Variazione del luogo di deposito delle scritture contabili: chi vi
provvede? – QUESITO

Ho cambiato pochi giorni fa il commercialista della farmacia e il
precedente professionista, nel riconsegnarmi la documentazione, mi ha
raccomandato di presentare al Fisco la comunicazione di variazione del
luogo di deposito delle scritture contabili.

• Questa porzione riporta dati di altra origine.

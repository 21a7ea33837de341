//! TRON account addresses.
//!
//! A TRON address is a 20-byte account hash (the same bytes an EVM address
//! carries) prefixed with the version byte `0x41`. Users see it in base58check
//! form (`T...`); the EIP-712 encoder only ever sees the 20 bytes.

use serde::{Deserialize, Deserializer, Serialize, Serializer};
use std::fmt;
use std::str::FromStr;
use thiserror::Error;

/// Version byte that precedes every mainnet and testnet TRON address.
pub const TRON_ADDRESS_PREFIX: u8 = 0x41;

/// Errors that can occur while parsing an address string.
#[derive(Debug, Error, Clone, PartialEq, Eq)]
pub enum AddressError {
	/// The string is neither valid base58check nor valid hex.
	#[error("Invalid address encoding: {0}")]
	InvalidEncoding(String),
	/// The decoded payload has the wrong number of bytes.
	#[error("Invalid address length: expected 20 bytes, got {0}")]
	InvalidLength(usize),
	/// The decoded payload does not start with the TRON version byte.
	#[error("Invalid address prefix: expected 0x41, got 0x{0:02x}")]
	InvalidPrefix(u8),
}

/// A 20-byte account address.
///
/// Parses from base58check (`TR7NHqjeKQxGTCi8q8ZY4pL8otSzgjLj6t`), `0x`-prefixed
/// hex or `41`-prefixed hex. Displays and serializes in base58check form.
#[derive(Clone, Copy, PartialEq, Eq, Hash)]
pub struct Address(pub [u8; 20]);

impl Address {
	/// Returns the raw 20 address bytes.
	pub fn as_bytes(&self) -> &[u8; 20] {
		&self.0
	}

	/// Returns the base58check representation (`T...`).
	pub fn to_base58(&self) -> String {
		let mut payload = Vec::with_capacity(21);
		payload.push(TRON_ADDRESS_PREFIX);
		payload.extend_from_slice(&self.0);
		bs58::encode(payload).with_check().into_string()
	}

	/// Returns the `0x`-prefixed lowercase hex representation of the 20 bytes.
	pub fn to_hex(&self) -> String {
		format!("0x{}", hex::encode(self.0))
	}

	/// Converts to the alloy address type used by the EIP-712 encoder.
	pub fn to_alloy(&self) -> alloy_primitives::Address {
		alloy_primitives::Address::from(self.0)
	}

	fn from_payload(payload: &[u8]) -> Result<Self, AddressError> {
		match payload.len() {
			20 => {
				let mut bytes = [0u8; 20];
				bytes.copy_from_slice(payload);
				Ok(Self(bytes))
			},
			21 => {
				if payload[0] != TRON_ADDRESS_PREFIX {
					return Err(AddressError::InvalidPrefix(payload[0]));
				}
				let mut bytes = [0u8; 20];
				bytes.copy_from_slice(&payload[1..]);
				Ok(Self(bytes))
			},
			len => Err(AddressError::InvalidLength(len)),
		}
	}
}

impl From<alloy_primitives::Address> for Address {
	fn from(address: alloy_primitives::Address) -> Self {
		let mut bytes = [0u8; 20];
		bytes.copy_from_slice(address.as_slice());
		Self(bytes)
	}
}

impl FromStr for Address {
	type Err = AddressError;

	fn from_str(s: &str) -> Result<Self, Self::Err> {
		let s = s.trim();

		if let Some(hex_str) = s.strip_prefix("0x").or_else(|| s.strip_prefix("0X")) {
			let bytes = hex::decode(hex_str)
				.map_err(|e| AddressError::InvalidEncoding(format!("Invalid hex: {}", e)))?;
			if bytes.len() != 20 {
				return Err(AddressError::InvalidLength(bytes.len()));
			}
			return Self::from_payload(&bytes);
		}

		if s.len() == 42 && s.starts_with("41") && s.chars().all(|c| c.is_ascii_hexdigit()) {
			let bytes = hex::decode(s)
				.map_err(|e| AddressError::InvalidEncoding(format!("Invalid hex: {}", e)))?;
			return Self::from_payload(&bytes);
		}

		let payload = bs58::decode(s)
			.with_check(None)
			.into_vec()
			.map_err(|e| AddressError::InvalidEncoding(format!("Invalid base58check: {}", e)))?;
		if payload.len() != 21 {
			return Err(AddressError::InvalidLength(payload.len().saturating_sub(1)));
		}
		Self::from_payload(&payload)
	}
}

impl fmt::Display for Address {
	fn fmt(&self, f: &mut fmt::Formatter<'_>) -> fmt::Result {
		write!(f, "{}", self.to_base58())
	}
}

impl fmt::Debug for Address {
	fn fmt(&self, f: &mut fmt::Formatter<'_>) -> fmt::Result {
		write!(f, "Address({})", self.to_base58())
	}
}

impl Serialize for Address {
	fn serialize<S>(&self, serializer: S) -> Result<S::Ok, S::Error>
	where
		S: Serializer,
	{
		serializer.serialize_str(&self.to_base58())
	}
}

impl<'de> Deserialize<'de> for Address {
	fn deserialize<D>(deserializer: D) -> Result<Self, D::Error>
	where
		D: Deserializer<'de>,
	{
		let s = String::deserialize(deserializer)?;
		s.parse().map_err(serde::de::Error::custom)
	}
}
//! Student command handlers

use anyhow::{Context, Result};

use libris_core::{KeyValueStore, Library, NewStudent, Session, StudentPatch};

use crate::output::Output;
use crate::prompt::{confirm, prompt_with_default};

/// Register a student
pub fn add<S: KeyValueStore>(
    library: &mut Library<S>,
    session: &Session,
    student: NewStudent,
    output: &Output,
) -> Result<()> {
    let id = library
        .add_student(session, student)
        .context("Failed to add student")?;
    let student = library.require_student(&id)?;

    output.success(&format!("Added student: {}", id));
    output.print_student(&student);
    Ok(())
}

/// List students, optionally filtered by course
pub fn list<S: KeyValueStore>(library: &Library<S>, course: Option<String>, output: &Output) -> Result<()> {
    let students = match course {
        Some(ref code) => library.students_by_course(code)?,
        None => library.students()?,
    };

    output.print_students(&students);
    Ok(())
}

pub fn show<S: KeyValueStore>(library: &Library<S>, id: String, output: &Output) -> Result<()> {
    let student = library.require_student(&id)?;
    output.print_student(&student);
    Ok(())
}

pub fn search<S: KeyValueStore>(library: &Library<S>, query: String, output: &Output) -> Result<()> {
    let students = library.search_students(&query)?;
    output.print_students(&students);
    Ok(())
}

/// Edit a student's name or contact number
pub fn edit<S: KeyValueStore>(
    library: &mut Library<S>,
    session: &Session,
    id: String,
    mut patch: StudentPatch,
    output: &Output,
) -> Result<()> {
    let student = library.require_student(&id)?;

    if patch.is_empty() && output.should_prompt() {
        println!("Editing student: {}", student.id);
        println!("Press Enter to keep current value, or type new value.\n");

        patch.full_name = prompt_with_default("Name", &student.full_name)?;
        patch.contact_no = prompt_with_default("Contact", &student.contact_no)?;
    }

    if patch.is_empty() {
        output.message("Nothing to change.");
        return Ok(());
    }

    library
        .update_student(session, &id, patch)
        .context("Failed to update student")?;

    output.success("Student updated");
    output.print_student(&library.require_student(&id)?);
    Ok(())
}

/// Delete a student
pub fn delete<S: KeyValueStore>(
    library: &mut Library<S>,
    session: &Session,
    id: String,
    output: &Output,
) -> Result<()> {
    let student = library.require_student(&id)?;

    if output.should_prompt() {
        println!("Delete student: {} - {}", student.id, student.full_name);
        if !confirm("Are you sure?")? {
            println!("Cancelled.");
            return Ok(());
        }
    }

    library.delete_student(session, &id)?;

    output.success(&format!("Deleted student: {}", id));
    Ok(())
}

/// Preview the id the next student of a course and year would get
pub fn next_id<S: KeyValueStore>(library: &Library<S>, course: String, year: i32, output: &Output) -> Result<()> {
    let id = library.generate_student_id(&course, year)?;

    if output.is_json() {
        println!("{}", serde_json::json!({ "id": id }));
    } else {
        println!("{}", id);
    }
    Ok(())
}
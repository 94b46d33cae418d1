//! Storage layer
//!
//! Persists named collections of JSON records.
//!
//! ## Architecture
//!
//! - **KeyValueStore**: read/write whole collections, atomic multi-collection batches
//! - **SQLite**: default backend, one row per collection
//! - **Memory**: same contract without disk, for tests and embedding

pub mod error;
pub mod kv;
pub mod schema;

pub use error::{StorageError, StorageResult};
pub use kv::{KeyValueStore, MemoryStore, SqliteStore, WriteBatch};
pub use schema::{init_schema, needs_init, SCHEMA_VERSION};
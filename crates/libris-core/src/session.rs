//! Authenticated session
//!
//! A `Session` names the user on whose behalf mutating operations run. It is
//! obtained from [`crate::Library::login`] and passed explicitly to every
//! call that writes, so audit entries always carry the acting username.

use crate::models::User;

/// The logged-in user
#[derive(Debug, Clone)]
pub struct Session {
    user: User,
}

impl Session {
    pub fn new(user: User) -> Self {
        Self { user }
    }

    pub fn user(&self) -> &User {
        &self.user
    }

    pub fn username(&self) -> &str {
        &self.user.username
    }
}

Vorrei sapere se si tratta di un adempimento spettante a me o al nuovo
depositario.

Sull’argomento ci siamo soffermati diffusamente nella Sediva News del
18/10/2012, cui perciò rimandiamo per una disamina più esauriente (di
questo tema si è occupata di recente anche l’Agenzia delle Entrate, con la
Risoluzione n. 65/E del 14/06/2011).
Qui vogliamo soltanto ribadire che è sempre il soggetto depositante – e
pertanto la farmacia – a doversi dar carico della comunicazione, anche se
nella pratica è generalmente il “nuovo” commercialista a provvedere alla
trasmissione telematica del relativo modello, ma sempre, si badi bene, su
incarico del cliente depositante, adempiendo quindi all’obbligo quale
intermediario e non a titolo personale.
In sostanza, come si vede, il “precedente” commercialista entra ben poco
nella vicenda e anzi ha persino il diritto di acquisire dall’ex-cliente la
prova dell’avvenuta comunicazione, così da poter opporre la variazione
stessa in caso di accessi o richieste documentali da parte
dell’Amministrazione finanziaria.
Di qui la raccomandazione a provvedere alla comunicazione (o, quantomeno,
verificare che se ne occupi il “nuovo” commercialista) aggiornando dunque
l’anagrafe tributaria per il mutamento del soggetto depositario a seguito
della “migrazione” della farmacia da un professionista all’altro.